Melanoma Treatment and the Road to Recovery
Jill Zeilstra (63) of Cedar Rapids says it has been years since she last visited a dermatologist, “my sister convinced me to get checked, it had been long enough!” Zeilstra’s favorite hobbies are swimming and kayaking – hobbies that have exposed her to plenty of sunshine over the years.
She visited her dermatologist in December 2018, “Of all things, the doctor was concerned about a dry patch of skin on my shoulder. I would have never thought twice about it,” says Zeilstra. A sample was biopsied and results confirmed melanoma. Surgery was needed to remove the lesion and Zeilstra chose Dr. John Vander Zee, plastic surgeon with the Advanced Melanoma and Skin Cancer Clinic at the Helen G. Nassif Community Cancer Center, for the procedure. “He created a thorough map for testing and clearly communicated the process of removal to me. He did a fabulous job and we didn’t waste any time,” says Zeilstra.

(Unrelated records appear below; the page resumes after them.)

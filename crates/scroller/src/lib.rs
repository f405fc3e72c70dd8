//! Kiosk auto-scroll: sweep an overflowing list end to end, pausing at each end.

mod driver;
mod machine;

pub use driver::{ScrollDriver, ScrollFrame};
pub use machine::{AutoScroller, ScrollConfig, ScrollState};
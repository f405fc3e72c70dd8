//! Per-field price movement between two consecutive observed snapshots.

use std::cmp::Ordering;
use std::collections::BTreeMap;
use std::sync::Arc;

use board::PriceSnapshot;
use serde::Serialize;

#[derive(Debug, Clone, Copy, PartialEq, Eq, Default, Serialize)]
#[serde(rename_all = "lowercase")]
pub enum Direction {
    Up,
    Down,
    #[default]
    None,
}

impl Direction {
    fn between(previous: u64, current: u64) -> Self {
        match current.cmp(&previous) {
            Ordering::Greater => Self::Up,
            Ordering::Less => Self::Down,
            Ordering::Equal => Self::None,
        }
    }

    pub fn is_change(self) -> bool {
        self != Self::None
    }
}

#[derive(Debug, Clone, Copy, PartialEq, Eq, Default, Serialize)]
#[serde(rename_all = "camelCase")]
pub struct FieldChanges {
    pub buy_change: Direction,
    pub sell_change: Direction,
}

impl FieldChanges {
    pub fn new(buy_change: Direction, sell_change: Direction) -> Self {
        Self {
            buy_change,
            sell_change,
        }
    }
}

/// Item id to field movement. Items without an entry get no highlight.
#[derive(Debug, Clone, Default, PartialEq, Eq, Serialize)]
#[serde(transparent)]
pub struct ChangeMap(BTreeMap<i64, FieldChanges>);

impl ChangeMap {
    pub fn get(&self, id: i64) -> Option<&FieldChanges> {
        self.0.get(&id)
    }

    pub fn len(&self) -> usize {
        self.0.len()
    }

    pub fn is_empty(&self) -> bool {
        self.0.is_empty()
    }

    /// True if any tracked field moved.
    pub fn has_movement(&self) -> bool {
        self.0
            .values()
            .any(|c| c.buy_change.is_change() || c.sell_change.is_change())
    }

    pub fn iter(&self) -> impl Iterator<Item = (i64, &FieldChanges)> {
        self.0.iter().map(|(id, changes)| (*id, changes))
    }
}

/// Compares `current` against the snapshot observed right before it.
///
/// With no previous snapshot the map is empty. Items new in `current` are left out.
pub fn diff(previous: Option<&PriceSnapshot>, current: &PriceSnapshot) -> ChangeMap {
    let Some(previous) = previous else {
        return ChangeMap::default();
    };
    let changes = current
        .items
        .iter()
        .filter_map(|item| {
            let before = previous.get(item.id)?;
            Some((
                item.id,
                FieldChanges::new(
                    Direction::between(before.buy, item.buy),
                    Direction::between(before.sell, item.sell),
                ),
            ))
        })
        .collect();
    ChangeMap(changes)
}

/// The last two observed snapshots.
#[derive(Debug, Default, Clone)]
pub struct SnapshotWindow {
    previous: Option<Arc<PriceSnapshot>>,
    current: Option<Arc<PriceSnapshot>>,
}

impl SnapshotWindow {
    pub fn new() -> Self {
        Self::default()
    }

    /// Shifts `snapshot` in and returns its diff against the one it displaced.
    pub fn observe(&mut self, snapshot: Arc<PriceSnapshot>) -> ChangeMap {
        self.previous = self.current.replace(snapshot);
        match &self.current {
            Some(current) => diff(self.previous.as_deref(), current),
            None => ChangeMap::default(),
        }
    }

    pub fn current(&self) -> Option<&Arc<PriceSnapshot>> {
        self.current.as_ref()
    }

    pub fn previous(&self) -> Option<&Arc<PriceSnapshot>> {
        self.previous.as_ref()
    }
}
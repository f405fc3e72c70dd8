use std::{net::SocketAddr, sync::Arc};

use api::ApiContext;
use board::wire::ShopInfo;
use clap::Parser;
use metrics::MetricsHandle;
use storage::{ensure_parent_dir, validate_sqlite_url, Store};
use tracing::{info, warn, Level};
use uuid::Uuid;

const DEFAULT_SHOP_NAME: &str = "Hiệu vàng Kiều Anh";
const DEFAULT_SHOP_ADDRESS: &str = "442 Quang Trung, Vân Canh";
const DEFAULT_SHOP_HOTLINE: &str = "0914012392";

#[derive(Parser, Debug)]
struct Args {
    #[arg(long, env = "SQLITE_PATH", default_value = "sqlite://data/prices.db")]
    sqlite_path: String,

    #[arg(long, env = "LISTEN_ADDR", default_value = "127.0.0.1:8080")]
    listen_addr: SocketAddr,

    #[arg(long, env = "SHOP_NAME", default_value = DEFAULT_SHOP_NAME)]
    shop_name: String,

    #[arg(long, env = "SHOP_ADDRESS", default_value = DEFAULT_SHOP_ADDRESS)]
    shop_address: String,

    #[arg(long, env = "SHOP_HOTLINE", default_value = DEFAULT_SHOP_HOTLINE)]
    shop_hotline: String,
}

impl Args {
    fn shop(&self) -> ShopInfo {
        ShopInfo {
            name: self.shop_name.clone(),
            address: self.shop_address.clone(),
            hotline: self.shop_hotline.clone(),
        }
    }
}

fn log_startup(args: &Args, run_id: &str) {
    info!(path = %args.sqlite_path, "sqlite path configured");
    info!(addr = %args.listen_addr, "price api bind planned");
    info!(shop = %args.shop_name, "shop configured");
    info!(%run_id, "run initialized");
}

async fn shutdown_signal() {
    if let Err(err) = tokio::signal::ctrl_c().await {
        warn!(error = ?err, "failed to listen for ctrl-c");
        std::future::pending::<()>().await;
    }
    info!("shutdown requested");
}

#[tokio::main]
async fn main() -> anyhow::Result<()> {
    tracing_subscriber::fmt()
        .with_max_level(Level::INFO)
        .with_env_filter(tracing_subscriber::EnvFilter::from_default_env())
        .init();

    let args = Args::parse();
    validate_sqlite_url(&args.sqlite_path)?;
    info!(
        sqlite = %args.sqlite_path,
        addr = %args.listen_addr,
        "booting boardd"
    );

    ensure_parent_dir(&args.sqlite_path)?;

    let run_id = Uuid::new_v4().to_string();
    log_startup(&args, &run_id);

    let store = Arc::new(Store::new(args.sqlite_path.clone()));
    let missing_tables = store.validate_required_tables().await?;
    if !missing_tables.is_empty() {
        warn!(tables = ?missing_tables, "sqlite missing required tables");
    }

    let metrics = MetricsHandle::new()?;
    let ctx = Arc::new(ApiContext::new(store, metrics, args.shop()));

    info!(
        run_id = %run_id,
        sqlite = %args.sqlite_path,
        addr = %args.listen_addr,
        "ready"
    );
    api::serve(ctx, args.listen_addr, shutdown_signal()).await?;
    info!(run_id = %run_id, "stopped");
    Ok(())
}
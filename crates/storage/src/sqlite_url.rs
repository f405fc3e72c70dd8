//! Checks on the sqlite connection string handed to [`crate::Store`].

use std::fs;
use std::io;
use std::path::Path;

pub const MEMORY_PREFIX: &str = "sqlite::memory:";
pub const URL_PREFIX: &str = "sqlite://";

#[derive(Debug, thiserror::Error)]
pub enum SqliteUrlError {
    #[error("sqlite path must start with `sqlite://` or use `sqlite::memory:`")]
    BadScheme,
    #[error("sqlite path is missing a filesystem component after `sqlite://`")]
    MissingPath,
}

pub fn validate_sqlite_url(url: &str) -> Result<(), SqliteUrlError> {
    if url.starts_with(MEMORY_PREFIX) {
        return Ok(());
    }
    let rest = url
        .strip_prefix(URL_PREFIX)
        .ok_or(SqliteUrlError::BadScheme)?;
    if file_part(rest).is_empty() {
        return Err(SqliteUrlError::MissingPath);
    }
    Ok(())
}

/// Creates the directory a file-backed database will live in.
pub fn ensure_parent_dir(url: &str) -> io::Result<()> {
    if url.starts_with(MEMORY_PREFIX) {
        return Ok(());
    }
    if let Some(rest) = url.strip_prefix(URL_PREFIX) {
        if let Some(parent) = Path::new(file_part(rest)).parent() {
            if !parent.as_os_str().is_empty() {
                fs::create_dir_all(parent)?;
            }
        }
    }
    Ok(())
}

fn file_part(rest: &str) -> &str {
    rest.split_once('?').map(|(path, _)| path).unwrap_or(rest)
}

In addition to removing the melanoma, three nearby lymph nodes were removed for testing. The procedure was a success and the lymph nodes were free of cancer cells. Zeilstra’s next phase of treatment involved healing her shoulder at the surgery site.
Zeilstra has worked at a local fulfillment center for the last 17 years, a job that often requires lifting heavy objects above her head. Given that the surgery site was on her shoulder, physical therapy was necessary. “I was very anxious about the healing process. I wondered when I would be strong enough to go back to work,” explains Zeilstra.
She began working with Matt Schmitz, cancer exercise specialist at the Nassif Community Cancer Center. He aligned exercises and therapy with her duties at work and what she physically does for hobbies, relaxation and enjoyment. “Jill is like many people that I see,” says Schmitz, “She’s very active in the summer months and wants to get back to her regular activities and work.” He explains the first goal was to regain range of motion lost during treatment to ensure there would be no lingering side effects. Once she regained proper range of motion, they worked to build up her strength so she could confidently go back to work and resume her normal lifestyle and activities.
“The team at the Community Cancer Center has bent over backwards for me. Whenever I was worried they put me at ease,” says Zeilstra.
Today Zeilstra is feeling strong enough for work and is looking forward to the summer months. She’ll continue to see her dermatologist for routine skin exams and hopes her story encourages others to do the same.